Greatest Hits Radio Lancashire
- Manchester; United Kingdom;
- Broadcast area: Lancashire
- Frequencies: FM: 96.5 MHz (Blackpool); DAB:;
- RDS: GRT_HITS
- Branding: The Good Times Sound Like This Across Lancashire & The North West

Programming
- Format: Classic Hits
- Network: Greatest Hits Radio

Ownership
- Owner: Bauer Media Audio UK
- Sister stations: Hits Radio Lancashire Hits Radio Liverpool Greatest Hits Radio Liverpool & The North West

History
- First air date: 5 October 1982
- Former names: Red Rose Radio Red Rose Gold Red Rose 999 Magic 999 Rock FM 2;
- Former frequencies: AM: 999 kHz

Links
- Webcast: Online
- Website: planetradio.co.uk/greatest-hits/lancashire/

= Greatest Hits Radio Lancashire =

Greatest Hits Radio Lancashire is an Independent Local Radio station, owned and operated by Bauer Media Audio UK as part of the Greatest Hits Radio network. It broadcasts to Lancashire and North West England.
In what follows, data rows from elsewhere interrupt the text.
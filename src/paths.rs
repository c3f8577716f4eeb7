#![allow(dead_code)]

//! Coordination tree path codec.
//!
//! Four path families are written by the orchestrator, all rooted under the
//! configured namespace:
//!
//! - container registry: `/{ns}/containers/{container}`
//! - stream definitions: `/{ns}/streams/{stream}`
//! - stream deployments: `/{ns}/deployments/streams/{stream}/{type}/{label}/{container}`
//! - module deployments: `/{ns}/deployments/modules/{container}/{stream}.{type}.{label}`
//!
//! Encoding and decoding round-trip exactly on well-formed paths. Field
//! values containing a reserved separator (`/` everywhere, additionally `.`
//! within the dotted module-deployment child name) are rejected at encode
//! time rather than escaped.

use crate::error::PathError;
use crate::stream::ModuleType;

/// The top-level segment of the container registry.
pub const CONTAINERS: &str = "containers";
/// The top-level segment of stream definitions.
pub const STREAMS: &str = "streams";
/// The segments under which per-stream deployment records live.
pub const STREAM_DEPLOYMENTS: &str = "deployments/streams";
/// The segments under which per-container deployment records live.
pub const MODULE_DEPLOYMENTS: &str = "deployments/modules";

/// Extract the final segment of a path.
pub fn child_name(path: &str) -> &str {
    path.rsplit('/').next().unwrap_or(path)
}

/// Check a path field for reserved characters, `/` plus any extras given.
fn check_field(field: &'static str, value: &str, extra: &[char]) -> Result<(), PathError> {
    if value.is_empty() {
        return Err(PathError::malformed(value, format!("field `{}` must not be empty", field)));
    }
    if value.contains('/') {
        return Err(PathError::ReservedCharacter { field, reserved: '/', value: value.into() });
    }
    for &reserved in extra {
        if value.contains(reserved) {
            return Err(PathError::ReservedCharacter { field, reserved, value: value.into() });
        }
    }
    Ok(())
}

/// The root of the container registry.
pub fn containers_root(ns: &str) -> String {
    format!("/{}/{}", ns, CONTAINERS)
}

/// The registration path of the given container.
pub fn container(ns: &str, container: &str) -> Result<String, PathError> {
    check_field("container", container, &[])?;
    Ok(format!("/{}/{}/{}", ns, CONTAINERS, container))
}

/// The root under which deployed streams are enumerated.
pub fn stream_deployments_root(ns: &str) -> String {
    format!("/{}/{}", ns, STREAM_DEPLOYMENTS)
}

/// The root under which per-container deployment records are grouped.
pub fn module_deployments_root(ns: &str) -> String {
    format!("/{}/{}", ns, MODULE_DEPLOYMENTS)
}

/// The definition path of the given stream.
pub fn stream_definition(ns: &str, stream: &str) -> Result<String, PathError> {
    check_field("stream", stream, &[])?;
    Ok(format!("/{}/{}/{}", ns, STREAMS, stream))
}

/// The deployment marker path of the given stream.
pub fn stream_deployment(ns: &str, stream: &str) -> Result<String, PathError> {
    check_field("stream", stream, &[])?;
    Ok(format!("/{}/{}/{}", ns, STREAM_DEPLOYMENTS, stream))
}

/// The directory listing which containers currently host the given module.
pub fn stream_module_dir(ns: &str, stream: &str, module_type: ModuleType, label: &str) -> Result<String, PathError> {
    check_field("stream", stream, &[])?;
    check_field("label", label, &[])?;
    Ok(format!("/{}/{}/{}/{}/{}", ns, STREAM_DEPLOYMENTS, stream, module_type, label))
}

/// The directory holding every deployment record of the given container.
pub fn container_deployments_dir(ns: &str, container: &str) -> Result<String, PathError> {
    check_field("container", container, &[])?;
    Ok(format!("/{}/{}/{}", ns, MODULE_DEPLOYMENTS, container))
}

/// A per-stream deployment record path.
///
/// Existence of this node is the container-side confirmation that the module
/// instance is running.
#[derive(Clone, Debug, PartialEq, Eq)]
pub struct StreamDeploymentPath {
    pub stream: String,
    pub module_type: ModuleType,
    pub label: String,
    pub container: String,
}

impl StreamDeploymentPath {
    /// Encode this record as an absolute tree path.
    pub fn build(&self, ns: &str) -> Result<String, PathError> {
        check_field("stream", &self.stream, &[])?;
        check_field("label", &self.label, &[])?;
        check_field("container", &self.container, &[])?;
        Ok(format!("/{}/{}/{}/{}/{}/{}", ns, STREAM_DEPLOYMENTS, self.stream, self.module_type, self.label, self.container))
    }

    /// Decode an absolute tree path into its record fields.
    pub fn parse(ns: &str, path: &str) -> Result<Self, PathError> {
        let prefix = format!("/{}/{}/", ns, STREAM_DEPLOYMENTS);
        let rest = path
            .strip_prefix(&prefix)
            .ok_or_else(|| PathError::malformed(path, format!("expected prefix `{}`", prefix)))?;
        match rest.split('/').collect::<Vec<_>>().as_slice() {
            [stream, module_type, label, container] => Ok(Self {
                stream: (*stream).into(),
                module_type: module_type.parse().map_err(|()| PathError::malformed(path, format!("unknown module type `{}`", module_type)))?,
                label: (*label).into(),
                container: (*container).into(),
            }),
            parts => Err(PathError::malformed(path, format!("expected 4 segments after prefix, got {}", parts.len()))),
        }
    }
}

/// A per-container deployment record path.
///
/// The child name is dot-delimited so that a single-level children listing of
/// a container's directory yields every record it holds.
#[derive(Clone, Debug, PartialEq, Eq)]
pub struct ModuleDeploymentPath {
    pub container: String,
    pub stream: String,
    pub module_type: ModuleType,
    pub label: String,
}

impl ModuleDeploymentPath {
    /// Encode this record as an absolute tree path.
    pub fn build(&self, ns: &str) -> Result<String, PathError> {
        check_field("container", &self.container, &[])?;
        check_field("stream", &self.stream, &['.'])?;
        check_field("label", &self.label, &['.'])?;
        Ok(format!("/{}/{}/{}/{}.{}.{}", ns, MODULE_DEPLOYMENTS, self.container, self.stream, self.module_type, self.label))
    }

    /// Decode an absolute tree path into its record fields.
    pub fn parse(ns: &str, path: &str) -> Result<Self, PathError> {
        let prefix = format!("/{}/{}/", ns, MODULE_DEPLOYMENTS);
        let rest = path
            .strip_prefix(&prefix)
            .ok_or_else(|| PathError::malformed(path, format!("expected prefix `{}`", prefix)))?;
        match rest.split('/').collect::<Vec<_>>().as_slice() {
            [container, record] => Self::parse_record(path, container, record),
            parts => Err(PathError::malformed(path, format!("expected 2 segments after prefix, got {}", parts.len()))),
        }
    }

    /// Decode a dot-delimited child name from a container's deployments directory.
    pub fn parse_child(container: &str, child: &str) -> Result<Self, PathError> {
        Self::parse_record(child, container, child)
    }

    /// The same record re-targeted at a different container.
    pub fn for_container(&self, container: &str) -> Self {
        Self { container: container.into(), ..self.clone() }
    }

    fn parse_record(path: &str, container: &str, record: &str) -> Result<Self, PathError> {
        match record.split('.').collect::<Vec<_>>().as_slice() {
            [stream, module_type, label] => Ok(Self {
                container: container.into(),
                stream: (*stream).into(),
                module_type: module_type.parse().map_err(|()| PathError::malformed(path, format!("unknown module type `{}`", module_type)))?,
                label: (*label).into(),
            }),
            parts => Err(PathError::malformed(path, format!("expected 3 dotted fields in record name, got {}", parts.len()))),
        }
    }
}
As of December 2024, the station has a weekly audience of 207,000 listeners according to RAJAR.

==History==

The radio station launched as Red Rose Radio on 5 October 1982 at 6:00am on 301 metres medium wave (999 kHz) and 97.3 VHF stereo, broadcasting from a converted church (St Paul's) at St. Pauls Square in Preston, Lancashire. The station's first presenter on air was Dave Lincoln - the first record played was "Evergreen" by Barbra Streisand. Other early presenters on the station included Dave Lincoln, Allan Beswick, Sally Moon, Derek Webster, Keith Macklin, Russell Harty and Steve Collins. At this point it was owned by Trans World Communications.

On 1 June 1990, Red Rose Radio split into two stations - the FM service became Red Rose Rock FM (now known as Rock FM, while the AM service became Red Rose Gold playing music from the 1960s to the 1980s, as well as airing other specialist shows. Programming director John Myers hired Colin Lamont, under his on-air pseudonym Scottie McClue, to present the late-night phone-in.
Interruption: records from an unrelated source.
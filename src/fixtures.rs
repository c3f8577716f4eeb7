#![allow(dead_code)]

use std::collections::BTreeMap;

use anyhow::{Context, Result};
use tokio::task::JoinHandle;

use crate::cluster::ContainerAttributes;
use crate::coordination::{CoordinationTree, MemoryTree, TreeEvent};
use crate::paths::{self, ModuleDeploymentPath};
use crate::stream::KEY_DEFINITION;
use crate::utils;

/// The namespace used by fixture data.
pub const NS: &str = "rill";

/// Register a container in the tree's registry with the given groups.
pub async fn register_container(tree: &MemoryTree, id: &str, groups: &str) -> Result<()> {
    let mut attrs = ContainerAttributes::new(id).set_host(format!("{}.test", id)).set_ip("127.0.0.1").set_pid(1);
    if !groups.is_empty() {
        attrs = attrs.set_groups(groups);
    }
    tree.create(&paths::container(NS, id)?, &attrs.to_bytes()?, true)
        .await
        .context("error registering fixture container")
}

/// Deregister a container, as its session expiring would.
pub async fn deregister_container(tree: &MemoryTree, id: &str) -> Result<()> {
    tree.delete(&paths::container(NS, id)?, true).await.context("error deregistering fixture container")
}

/// Persist a stream definition and mark the stream deployed.
///
/// Properties are `module.{label}.{count,group,type}` pairs.
pub async fn seed_stream(tree: &MemoryTree, name: &str, definition: &str, properties: &[(&str, &str)]) -> Result<()> {
    let mut map = BTreeMap::new();
    map.insert(KEY_DEFINITION.to_string(), definition.to_string());
    for (key, val) in properties {
        map.insert((*key).to_string(), (*val).to_string());
    }
    tree.create(&paths::stream_definition(NS, name)?, &utils::encode_map(&map)?, true)
        .await
        .context("error seeding fixture stream definition")?;
    tree.create(&paths::stream_deployment(NS, name)?, &[], true)
        .await
        .context("error seeding fixture stream deployment marker")
}

/// Spawn a task standing in for the worker-side collaborator.
///
/// Real containers watch their own deployments directory, start the module,
/// and then write the mirrored per-stream record. This confirmer mirrors
/// every per-container record it observes, immediately.
pub async fn spawn_confirmer(tree: MemoryTree) -> Result<JoinHandle<()>> {
    let mut events = tree.subscribe(&paths::module_deployments_root(NS)).await.context("error subscribing confirmer")?;
    Ok(tokio::spawn(async move {
        while let Some(event) = events.recv().await {
            let path = match event {
                TreeEvent::ChildAdded { path, .. } => path,
                TreeEvent::ConnectionLost => return,
                _ => continue,
            };
            // Intermediate directory nodes do not parse as records.
            let record = match ModuleDeploymentPath::parse(NS, &path) {
                Ok(record) => record,
                Err(_) => continue,
            };
            let mirror = crate::paths::StreamDeploymentPath {
                stream: record.stream,
                module_type: record.module_type,
                label: record.label,
                container: record.container,
            };
            let mirror_path = match mirror.build(NS) {
                Ok(path) => path,
                Err(_) => continue,
            };
            if let Err(err) = tree.create(&mirror_path, &[], true).await {
                if !err.is_node_exists() {
                    return;
                }
            }
        }
    }))
}

/// All containers recorded as hosting the given module.
pub async fn module_hosts(tree: &MemoryTree, stream: &str, module_type: crate::stream::ModuleType, label: &str) -> Result<Vec<String>> {
    crate::coordination::children_or_empty(tree, &paths::stream_module_dir(NS, stream, module_type, label)?)
        .await
        .context("error listing module hosts")
}

/// All deployment record names held by the given container.
pub async fn container_records(tree: &MemoryTree, container: &str) -> Result<Vec<String>> {
    crate::coordination::children_or_empty(tree, &paths::container_deployments_dir(NS, container)?)
        .await
        .context("error listing container records")
}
In 1994, Red Rose Gold and Red Rose Rock FM were bought by the Emap group. Towards the mid to late 1990s, Red Rose Gold became Red Rose 999, before morphing into Magic 999 to fall in line with all other Emap-owned AM stations which had all been renamed Magic.
Networking at the station was introduced in late 2001 when mid-morning, evening and overnight shows from Magic 105.4 in London begun simulcasting. Towards the end of 2002, listeners were told to contact a special hotline to voice their views about what they think of the station. Around the same time, forthcoming changes to the station were announced such as new programming, a broader music policy and introducing dedicated newsreaders (rather than the local presenters having to be newsreaders, as was the case for a few months). These changes came into effect on Monday 6 January 2003. More locally produced programming was introduced although output from Newcastle, Manchester and Liverpool continued to feature in the station's schedule.
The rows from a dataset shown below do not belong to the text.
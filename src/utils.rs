use std::collections::BTreeMap;

use anyhow::{Context, Result};

/// Encode the given string map into a bytes payload.
///
/// Container attributes and stream definitions are persisted in the
/// coordination tree as opaque string maps. The encoding must round-trip
/// maps losslessly; key order in the payload is not significant.
pub fn encode_map(map: &BTreeMap<String, String>) -> Result<Vec<u8>> {
    serde_json::to_vec(map).context("error serializing attributes map")
}

/// Decode a bytes payload into a string map.
pub fn decode_map(data: &[u8]) -> Result<BTreeMap<String, String>> {
    serde_json::from_slice(data).context("error decoding attributes map from coordination tree")
}

/// Split a comma-delimited list into a deduplicated set of trimmed values.
///
/// An empty or whitespace-only input yields an empty set.
pub fn comma_delimited_set(val: &str) -> std::collections::BTreeSet<String> {
    val.split(',')
        .map(str::trim)
        .filter(|part| !part.is_empty())
        .map(ToOwned::to_owned)
        .collect()
}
From July 2006, more networking was introduced across the Northern Magic AM network which meant only 4 hours a day was to be presented from the local studios, between 06:00 and 10:00am. In April 2012 Magic 999, inline with the majority of other Magic North stations, dropped local weekend breakfast shows.

Between March 2013 and December 2014, weekday breakfast was syndicated from Piccadilly Magic 1152 in Manchester. No programming originates from local studios in Preston, apart from local news and traffic bulletins.

On 5 January 2015, Magic 999 was rebranded as Rock FM 2 as part of a revamp of the Bauer network and all programming is networked with the other Bauer AM stations in the North although local news, weather and travel continue to be broadcast as opt-outs during the day. Despite the station's new name, it does not broadcast on FM.

On 7 January 2019, Rock FM 2 was rebranded again as Greatest Hits Radio.

In February 2021, Bauer announced it would close GHR's medium-wave service on 999 kHz by the end of April 2021. This brought to an end of 47 years of broadcasting on the former AM frequency for Red Rose Radio.